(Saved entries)
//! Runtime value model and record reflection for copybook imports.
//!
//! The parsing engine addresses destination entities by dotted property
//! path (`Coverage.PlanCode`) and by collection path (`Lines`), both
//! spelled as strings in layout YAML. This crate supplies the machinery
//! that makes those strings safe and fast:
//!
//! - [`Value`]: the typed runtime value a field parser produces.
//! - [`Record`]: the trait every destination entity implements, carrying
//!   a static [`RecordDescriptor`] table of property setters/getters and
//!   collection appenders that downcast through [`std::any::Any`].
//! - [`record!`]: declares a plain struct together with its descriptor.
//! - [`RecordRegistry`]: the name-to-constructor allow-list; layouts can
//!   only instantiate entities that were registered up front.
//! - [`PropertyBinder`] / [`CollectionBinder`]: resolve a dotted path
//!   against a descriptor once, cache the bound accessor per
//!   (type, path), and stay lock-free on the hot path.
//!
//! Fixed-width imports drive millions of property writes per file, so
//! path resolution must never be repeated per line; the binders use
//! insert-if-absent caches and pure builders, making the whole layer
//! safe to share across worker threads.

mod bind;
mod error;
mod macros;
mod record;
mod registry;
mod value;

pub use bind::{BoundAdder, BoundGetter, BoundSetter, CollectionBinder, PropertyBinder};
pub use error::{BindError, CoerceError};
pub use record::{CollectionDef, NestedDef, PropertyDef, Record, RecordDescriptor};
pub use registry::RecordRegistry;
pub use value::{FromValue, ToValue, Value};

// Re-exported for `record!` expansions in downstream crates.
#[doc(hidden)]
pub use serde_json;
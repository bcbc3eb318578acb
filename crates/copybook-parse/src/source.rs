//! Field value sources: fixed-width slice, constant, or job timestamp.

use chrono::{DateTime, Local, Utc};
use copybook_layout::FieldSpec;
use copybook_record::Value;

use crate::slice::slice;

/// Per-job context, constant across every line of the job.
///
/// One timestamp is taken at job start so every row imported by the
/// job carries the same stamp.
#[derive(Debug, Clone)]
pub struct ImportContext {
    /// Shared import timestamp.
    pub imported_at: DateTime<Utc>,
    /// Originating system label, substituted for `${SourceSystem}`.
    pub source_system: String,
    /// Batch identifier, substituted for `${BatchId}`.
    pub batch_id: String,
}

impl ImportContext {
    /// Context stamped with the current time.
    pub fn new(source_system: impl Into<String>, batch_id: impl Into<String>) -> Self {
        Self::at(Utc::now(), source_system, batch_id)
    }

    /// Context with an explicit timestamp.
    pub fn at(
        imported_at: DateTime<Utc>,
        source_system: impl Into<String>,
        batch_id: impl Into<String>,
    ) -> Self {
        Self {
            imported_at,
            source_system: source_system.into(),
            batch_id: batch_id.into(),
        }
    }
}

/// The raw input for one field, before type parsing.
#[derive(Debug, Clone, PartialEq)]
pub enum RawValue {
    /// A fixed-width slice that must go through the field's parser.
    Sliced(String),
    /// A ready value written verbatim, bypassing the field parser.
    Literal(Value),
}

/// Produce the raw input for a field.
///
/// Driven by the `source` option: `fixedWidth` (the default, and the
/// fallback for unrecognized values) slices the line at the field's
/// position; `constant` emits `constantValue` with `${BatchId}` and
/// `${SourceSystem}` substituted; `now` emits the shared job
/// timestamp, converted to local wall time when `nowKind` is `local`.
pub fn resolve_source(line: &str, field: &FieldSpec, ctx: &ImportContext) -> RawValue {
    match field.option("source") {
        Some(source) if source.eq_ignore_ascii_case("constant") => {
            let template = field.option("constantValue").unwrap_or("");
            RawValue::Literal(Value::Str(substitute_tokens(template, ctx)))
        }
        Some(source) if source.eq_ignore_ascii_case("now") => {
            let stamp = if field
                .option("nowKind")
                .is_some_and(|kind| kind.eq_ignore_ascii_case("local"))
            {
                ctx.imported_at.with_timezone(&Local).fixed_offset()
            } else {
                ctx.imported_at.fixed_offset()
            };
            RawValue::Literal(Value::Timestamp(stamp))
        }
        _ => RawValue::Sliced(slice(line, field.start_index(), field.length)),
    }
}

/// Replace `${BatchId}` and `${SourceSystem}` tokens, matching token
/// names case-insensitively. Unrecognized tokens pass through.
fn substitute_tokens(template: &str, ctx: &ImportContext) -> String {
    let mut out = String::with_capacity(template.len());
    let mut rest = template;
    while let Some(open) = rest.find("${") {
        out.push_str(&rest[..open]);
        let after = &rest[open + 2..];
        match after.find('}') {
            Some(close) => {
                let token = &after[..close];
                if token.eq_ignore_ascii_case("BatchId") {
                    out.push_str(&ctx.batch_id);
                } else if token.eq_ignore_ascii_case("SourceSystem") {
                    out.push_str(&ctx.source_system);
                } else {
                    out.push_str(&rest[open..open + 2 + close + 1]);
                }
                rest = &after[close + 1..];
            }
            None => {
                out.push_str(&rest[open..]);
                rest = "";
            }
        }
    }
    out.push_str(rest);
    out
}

→ **Exercise**
Please write out all of the records above, character for character.

→ **Written response**
//! Runtime value model and record reflection for copybook imports.
//!
//! The parsing engine addresses destination entities by dotted property
//! path (`Coverage.PlanCode`) and by collection path (`Lines`), both
//! spelled as strings in layout YAML. This crate supplies the machinery
//! that makes those strings safe and fast:
//!
//! - [`Value`]: the typed runtime value a field parser produces.
//! - [`Record`]: the trait every destination entity implements, carrying
//!   a static [`RecordDescriptor`] table of property setters/getters and
//!   collection appenders that downcast through [`std::any::Any`].
//! - [`record!`]: declares a plain struct together with its descriptor.
//! - [`RecordRegistry`]: the name-to-constructor allow-list; layouts can
//!   only instantiate entities that were registered up front.
//! - [`PropertyBinder`] / [`CollectionBinder`]: resolve a dotted path
//!   against a descriptor once, cache the bound accessor per
//!   (type, path), and stay lock-free on the hot path.
//!
//! Fixed-width imports drive millions of property writes per file, so
//! path resolution must never be repeated per line; the binders use
//! insert-if-absent caches and pure builders, making the whole layer
//! safe to share across worker threads.

mod bind;
mod error;
mod macros;
mod record;
mod registry;
mod value;

pub use bind::{BoundAdder, BoundGetter, BoundSetter, CollectionBinder, PropertyBinder};
pub use error::{BindError, CoerceError};
pub use record::{CollectionDef, NestedDef, PropertyDef, Record, RecordDescriptor};
pub use registry::RecordRegistry;
pub use value::{FromValue, ToValue, Value};

// Re-exported for `record!` expansions in downstream crates.
#[doc(hidden)]
pub use serde_json;
repository bcbc3eb318578acb
filename crates/copybook-parse/src/source.rs
//! Field value sources: fixed-width slice, constant, or job timestamp.

use chrono::{DateTime, Local, Utc};
use copybook_layout::FieldSpec;
use copybook_record::Value;

use crate::slice::slice;

/// Per-job context, constant across every line of the job.
///
/// One timestamp is taken at job start so every row imported by the
/// job carries the same stamp.
#[derive(Debug, Clone)]
pub struct ImportContext {
    /// Shared import timestamp.
    pub imported_at: DateTime<Utc>,
    /// Originating system label, substituted for `${SourceSystem}`.
    pub source_system: String,
    /// Batch identifier, substituted for `${BatchId}`.
    pub batch_id: String,
}

impl ImportContext {
    /// Context stamped with the current time.
    pub fn new(source_system: impl Into<String>, batch_id: impl Into<String>) -> Self {
        Self::at(Utc::now(), source_system, batch_id)
    }

    /// Context with an explicit timestamp.
    pub fn at(
        imported_at: DateTime<Utc>,
        source_system: impl Into<String>,
        batch_id: impl Into<String>,
    ) -> Self {
        Self {
            imported_at,
            source_system: source_system.into(),
            batch_id: batch_id.into(),
        }
    }
}

/// The raw input for one field, before type parsing.
#[derive(Debug, Clone, PartialEq)]
pub enum RawValue {
    /// A fixed-width slice that must go through the field's parser.
    Sliced(String),
    /// A ready value written verbatim, bypassing the field parser.
    Literal(Value),
}

/// Produce the raw input for a field.
///
/// Driven by the `source` option: `fixedWidth` (the default, and the
/// fallback for unrecognized values) slices the line at the field's
/// position; `constant` emits `constantValue` with `${BatchId}` and
/// `${SourceSystem}` substituted; `now` emits the shared job
/// timestamp, converted to local wall time when `nowKind` is `local`.
pub fn resolve_source(line: &str, field: &FieldSpec, ctx: &ImportContext) -> RawValue {
    match field.option("source") {
        Some(source) if source.eq_ignore_ascii_case("constant") => {
            let template = field.option("constantValue").unwrap_or("");
            RawValue::Literal(Value::Str(substitute_tokens(template, ctx)))
        }
        Some(source) if source.eq_ignore_ascii_case("now") => {
            let stamp = if field
                .option("nowKind")
                .is_some_and(|kind| kind.eq_ignore_ascii_case("local"))
            {
                ctx.imported_at.with_timezone(&Local).fixed_offset()
            } else {
                ctx.imported_at.fixed_offset()
            };
            RawValue::Literal(Value::Timestamp(stamp))
        }
        _ => RawValue::Sliced(slice(line, field.start_index(), field.length)),
    }
}

/// Replace `${BatchId}` and `${SourceSystem}` tokens, matching token
/// names case-insensitively. Unrecognized tokens pass through.
fn substitute_tokens(template: &str, ctx: &ImportContext) -> String {
    let mut out = String::with_capacity(template.len());
    let mut rest = template;
    while let Some(open) = rest.find("${") {
        out.push_str(&rest[..open]);
        let after = &rest[open + 2..];
        match after.find('}') {
            Some(close) => {
                let token = &after[..close];
                if token.eq_ignore_ascii_case("BatchId") {
                    out.push_str(&ctx.batch_id);
                } else if token.eq_ignore_ascii_case("SourceSystem") {
                    out.push_str(&ctx.source_system);
                } else {
                    out.push_str(&rest[open..open + 2 + close + 1]);
                }
                rest = &after[close + 1..];
            }
            None => {
                out.push_str(&rest[open..]);
                rest = "";
            }
        }
    }
    out.push_str(rest);
    out
}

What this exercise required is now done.